Love and loss

As the end of their five-year contracts loomed, indentured Indians carefully hoarded their hard-won savings, some having finally switched to the more profitable free-market labour system to the delight of authorities. Others permanently abandoned their assigned plantations also giving up any intention of returning to India, while several unexpectedly found love.

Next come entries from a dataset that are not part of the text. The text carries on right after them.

#[cfg(test)]
mod tests {
    use super::*;
    use crate::package::PartId;
    use crate::unit::Emu;

    fn table_fixture(rows: usize, cols: usize) -> (Presentation, Table) {
        let mut prs = Presentation::new();
        let master = prs.add_master().unwrap();
        let layout = prs.add_layout(master).unwrap();
        let slide: PartId = prs.add_slide(layout).unwrap();
        let mut shapes = prs.shapes(slide).unwrap();
        let frame = shapes
            .add_table(
                &mut prs,
                rows,
                cols,
                Emu(0),
                Emu(0),
                Emu(rows as i64 * 914_400),
                Emu(cols as i64 * 370_840),
            )
            .unwrap();
        let table = frame.table(&prs).unwrap();
        (prs, table)
    }

    #[test]
    fn test_grid_dimensions_and_addressing() {
        let (prs, table) = table_fixture(2, 3);
        assert_eq!(table.row_count(&prs).unwrap(), 2);
        assert_eq!(table.col_count(&prs).unwrap(), 3);
        assert!(table.cell(&prs, 1, 2).is_ok());
        assert!(matches!(
            table.cell(&prs, 2, 0),
            Err(Error::IndexOutOfRange { kind: "row", index: 2 })
        ));
        assert!(matches!(
            table.cell(&prs, 0, 3),
            Err(Error::IndexOutOfRange { kind: "column", index: 3 })
        ));
    }

    #[test]
    fn test_two_by_two_merge_and_split() {
        let (mut prs, table) = table_fixture(2, 2);
        let origin = table.cell(&prs, 0, 0).unwrap();
        let far = table.cell(&prs, 1, 1).unwrap();
        origin.merge(&mut prs, &far).unwrap();

        assert!(origin.is_merge_origin(&prs).unwrap());
        assert_eq!(origin.span_width(&prs).unwrap(), 2);
        assert_eq!(origin.span_height(&prs).unwrap(), 2);

        let right = table.cell(&prs, 0, 1).unwrap();
        let below = table.cell(&prs, 1, 0).unwrap();
        assert!(right.is_spanned(&prs).unwrap());
        assert!(!right.is_merge_origin(&prs).unwrap());
        assert_eq!(right.span_height(&prs).unwrap(), 2);
        assert!(below.is_spanned(&prs).unwrap());
        assert_eq!(below.span_width(&prs).unwrap(), 2);
        assert!(far.is_spanned(&prs).unwrap());

        origin.split(&mut prs).unwrap();
        for r in 0..2 {
            for c in 0..2 {
                let cell = table.cell(&prs, r, c).unwrap();
                assert_eq!(cell.span_width(&prs).unwrap(), 1);
                assert_eq!(cell.span_height(&prs).unwrap(), 1);
                assert!(!cell.is_spanned(&prs).unwrap());
                assert!(!cell.is_merge_origin(&prs).unwrap());
            }
        }
    }

    #[test]
    fn test_merge_accepts_either_diagonal_and_order() {
        let (mut prs, table) = table_fixture(3, 3);
        // Bottom-left to top-right, reversed order.
        let bl = table.cell(&prs, 2, 0).unwrap();
        let tr = table.cell(&prs, 0, 2).unwrap();
        tr.merge(&mut prs, &bl).unwrap();

        let origin = table.cell(&prs, 0, 0).unwrap();
        assert!(origin.is_merge_origin(&prs).unwrap());
        assert_eq!(origin.span_width(&prs).unwrap(), 3);
        assert_eq!(origin.span_height(&prs).unwrap(), 3);
    }

    #[test]
    fn test_single_row_merge_spans_one_dimension() {
        let (mut prs, table) = table_fixture(2, 3);
        let a = table.cell(&prs, 0, 0).unwrap();
        let b = table.cell(&prs, 0, 2).unwrap();
        a.merge(&mut prs, &b).unwrap();

        assert!(a.is_merge_origin(&prs).unwrap());
        assert_eq!(a.span_width(&prs).unwrap(), 3);
        assert_eq!(a.span_height(&prs).unwrap(), 1);
        assert!(table.cell(&prs, 0, 1).unwrap().is_spanned(&prs).unwrap());
        // The second row is untouched.
        assert!(!table.cell(&prs, 1, 1).unwrap().is_spanned(&prs).unwrap());
    }

    #[test]
    fn test_cross_table_merge_rejected() {
        let (mut prs, table_a) = table_fixture(2, 2);
        // Second table on the same slide.
        let slide = PartId(2);
        let mut shapes = prs.shapes(slide).unwrap();
        let other_frame = shapes
            .add_table(&mut prs, 2, 2, Emu(0), Emu(0), Emu(100), Emu(100))
            .unwrap();
        let table_b = other_frame.table(&prs).unwrap();

        let a = table_a.cell(&prs, 0, 0).unwrap();
        let b = table_b.cell(&prs, 1, 1).unwrap();
        assert!(matches!(a.merge(&mut prs, &b), Err(Error::CrossTable)));
    }

    #[test]
    fn test_overlapping_merge_rejected() {
        let (mut prs, table) = table_fixture(2, 2);
        let a = table.cell(&prs, 0, 0).unwrap();
        let b = table.cell(&prs, 0, 1).unwrap();
        a.merge(&mut prs, &b).unwrap();

        let c = table.cell(&prs, 1, 1).unwrap();
        assert!(matches!(
            b.merge(&mut prs, &c),
            Err(Error::OverlappingMerge)
        ));
    }

    #[test]
    fn test_split_requires_merge_origin() {
        let (mut prs, table) = table_fixture(2, 2);
        let plain = table.cell(&prs, 1, 1).unwrap();
        assert!(matches!(plain.split(&mut prs), Err(Error::NotMergeOrigin)));

        let a = table.cell(&prs, 0, 0).unwrap();
        let spanned = table.cell(&prs, 0, 1).unwrap();
        a.merge(&mut prs, &spanned).unwrap();
        assert!(matches!(spanned.split(&mut prs), Err(Error::NotMergeOrigin)));
    }

    #[test]
    fn test_merge_over_ragged_grid_rejected() {
        let (mut prs, table) = table_fixture(2, 2);
        // Knock a tc out of the second row so the grid is ragged.
        let missing = table.cell(&prs, 1, 1).unwrap();
        prs.tree.remove(missing.tc).unwrap();

        let a = table.cell(&prs, 0, 1).unwrap();
        let b = table.cell(&prs, 1, 0).unwrap();
        assert!(matches!(
            a.merge(&mut prs, &b),
            Err(Error::InvalidFormat(_))
        ));
    }

    #[test]
    fn test_split_with_span_past_grid_rejected() {
        let (mut prs, table) = table_fixture(2, 2);
        let cell = table.cell(&prs, 0, 0).unwrap();
        // A span count larger than the grid can come from a loaded part.
        prs.tree.set_attr_i64(cell.tc, "gridSpan", 5).unwrap();
        assert!(cell.is_merge_origin(&prs).unwrap());
        assert!(matches!(cell.split(&mut prs), Err(Error::InvalidFormat(_))));
    }

    #[test]
    fn test_merge_consolidates_content_one_way() {
        let (mut prs, table) = table_fixture(2, 2);
        for (r, c, text) in [(0, 0, "a"), (0, 1, "b"), (1, 0, ""), (1, 1, "d")] {
            table.cell(&prs, r, c).unwrap().set_text(&mut prs, text).unwrap();
        }
        let origin = table.cell(&prs, 0, 0).unwrap();
        let far = table.cell(&prs, 1, 1).unwrap();
        origin.merge(&mut prs, &far).unwrap();

        // Origin keeps its paragraph and gains one per non-empty source.
        assert_eq!(origin.text(&prs).unwrap(), "a\nb\nd");
        assert_eq!(table.cell(&prs, 0, 1).unwrap().text(&prs).unwrap(), "");
        assert_eq!(table.cell(&prs, 1, 1).unwrap().text(&prs).unwrap(), "");

        // Split restores the grid but never the content distribution.
        origin.split(&mut prs).unwrap();
        assert_eq!(origin.text(&prs).unwrap(), "a\nb\nd");
        assert_eq!(table.cell(&prs, 0, 1).unwrap().text(&prs).unwrap(), "");
        assert_eq!(table.cell(&prs, 1, 1).unwrap().text(&prs).unwrap(), "");
    }

    #[test]
    fn test_merge_into_empty_origin_drops_placeholder_paragraph() {
        let (mut prs, table) = table_fixture(1, 2);
        table.cell(&prs, 0, 1).unwrap().set_text(&mut prs, "x").unwrap();
        let origin = table.cell(&prs, 0, 0).unwrap();
        let source = table.cell(&prs, 0, 1).unwrap();
        origin.merge(&mut prs, &source).unwrap();
        assert_eq!(origin.text(&prs).unwrap(), "x");
    }

    #[test]
    fn test_resize_syncs_frame_extent() {
        let mut prs = Presentation::new();
        let master = prs.add_master().unwrap();
        let layout = prs.add_layout(master).unwrap();
        let slide = prs.add_slide(layout).unwrap();
        let mut shapes = prs.shapes(slide).unwrap();
        let frame = shapes
            .add_table(&mut prs, 2, 2, Emu(0), Emu(0), Emu(1_000_000), Emu(800_000))
            .unwrap();
        let table = frame.table(&prs).unwrap();

        table.rows(&prs).unwrap()[0]
            .set_height(&mut prs, Emu(600_000))
            .unwrap();
        assert_eq!(frame.height(&prs).unwrap(), Some(Emu(1_000_000)));

        table.columns(&prs).unwrap()[1]
            .set_width(&mut prs, Emu(700_000))
            .unwrap();
        assert_eq!(frame.width(&prs).unwrap(), Some(Emu(1_200_000)));

        let total: Emu = table
            .rows(&prs)
            .unwrap()
            .iter()
            .map(|r| r.height(&prs).unwrap())
            .sum();
        assert_eq!(frame.height(&prs).unwrap(), Some(total));
    }

    #[test]
    fn test_cell_margins_and_anchor() {
        let (mut prs, table) = table_fixture(1, 1);
        let cell = table.cell(&prs, 0, 0).unwrap();
        assert_eq!(cell.margin_left(&prs).unwrap(), DEFAULT_MARGIN_LR);
        assert_eq!(cell.margin_top(&prs).unwrap(), DEFAULT_MARGIN_TB);

        cell.set_margin_left(&mut prs, Emu(10_000)).unwrap();
        assert_eq!(cell.margin_left(&prs).unwrap(), Emu(10_000));
        assert_eq!(cell.margin_right(&prs).unwrap(), DEFAULT_MARGIN_LR);

        assert_eq!(cell.vertical_anchor(&prs).unwrap(), None);
        cell.set_vertical_anchor(&mut prs, VerticalAnchor::Middle)
            .unwrap();
        assert_eq!(
            cell.vertical_anchor(&prs).unwrap(),
            Some(VerticalAnchor::Middle)
        );
    }

    #[test]
    fn test_cell_fill() {
        let (mut prs, table) = table_fixture(1, 1);
        let cell = table.cell(&prs, 0, 0).unwrap();
        assert_eq!(cell.fill_rgb(&prs).unwrap(), None);
        cell.set_fill_rgb(&mut prs, "4f81bd").unwrap();
        assert_eq!(cell.fill_rgb(&prs).unwrap(), Some("4F81BD".to_string()));
        assert!(cell.set_fill_rgb(&mut prs, "red").is_err());
    }

    #[test]
    fn test_banding_flags() {
        let (mut prs, table) = table_fixture(2, 2);
        // add_table seeds firstRow and bandRow.
        assert!(table.first_row(&prs).unwrap());
        assert!(table.horz_banding(&prs).unwrap());
        assert!(!table.first_col(&prs).unwrap());

        table.set_first_col(&mut prs, true).unwrap();
        table.set_horz_banding(&mut prs, false).unwrap();
        assert!(table.first_col(&prs).unwrap());
        assert!(!table.horz_banding(&prs).unwrap());
    }
}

Following a visit to the Wales plantation in July 1841, Circuit Stipendiary Magistrate William Wolseley announced, “One of the Coolies of this estate has been married to a black woman by the Presbyterian minister of the parish, which is the only instance in the colony of a similar union legally solemnized.” In March 1841, the labourers were transferred from the sold Vreed-en-Hoop plantation “of their own free will and consent” to Wales, another owned by the Scotsman John Gladstone. They were reported “upon the whole (to) have been working pretty steadily ever since; there has been but little sickness among them, and the only death that of an old man about 60 years of age, of a disease with which he was afflicted before he came to the colony.”

The 49 bonded-men comprised a third of the Wales work-force cultivating 244 acres of sugar cane and were accompanied by just two women and three children. “About 7 or 8 of them are working for the same wages as the colony labourers, the others prefer continuing to receive allowances of food, clothing, etc. agreeably to their indentures, either plan is left to their own option,” Wolseley said.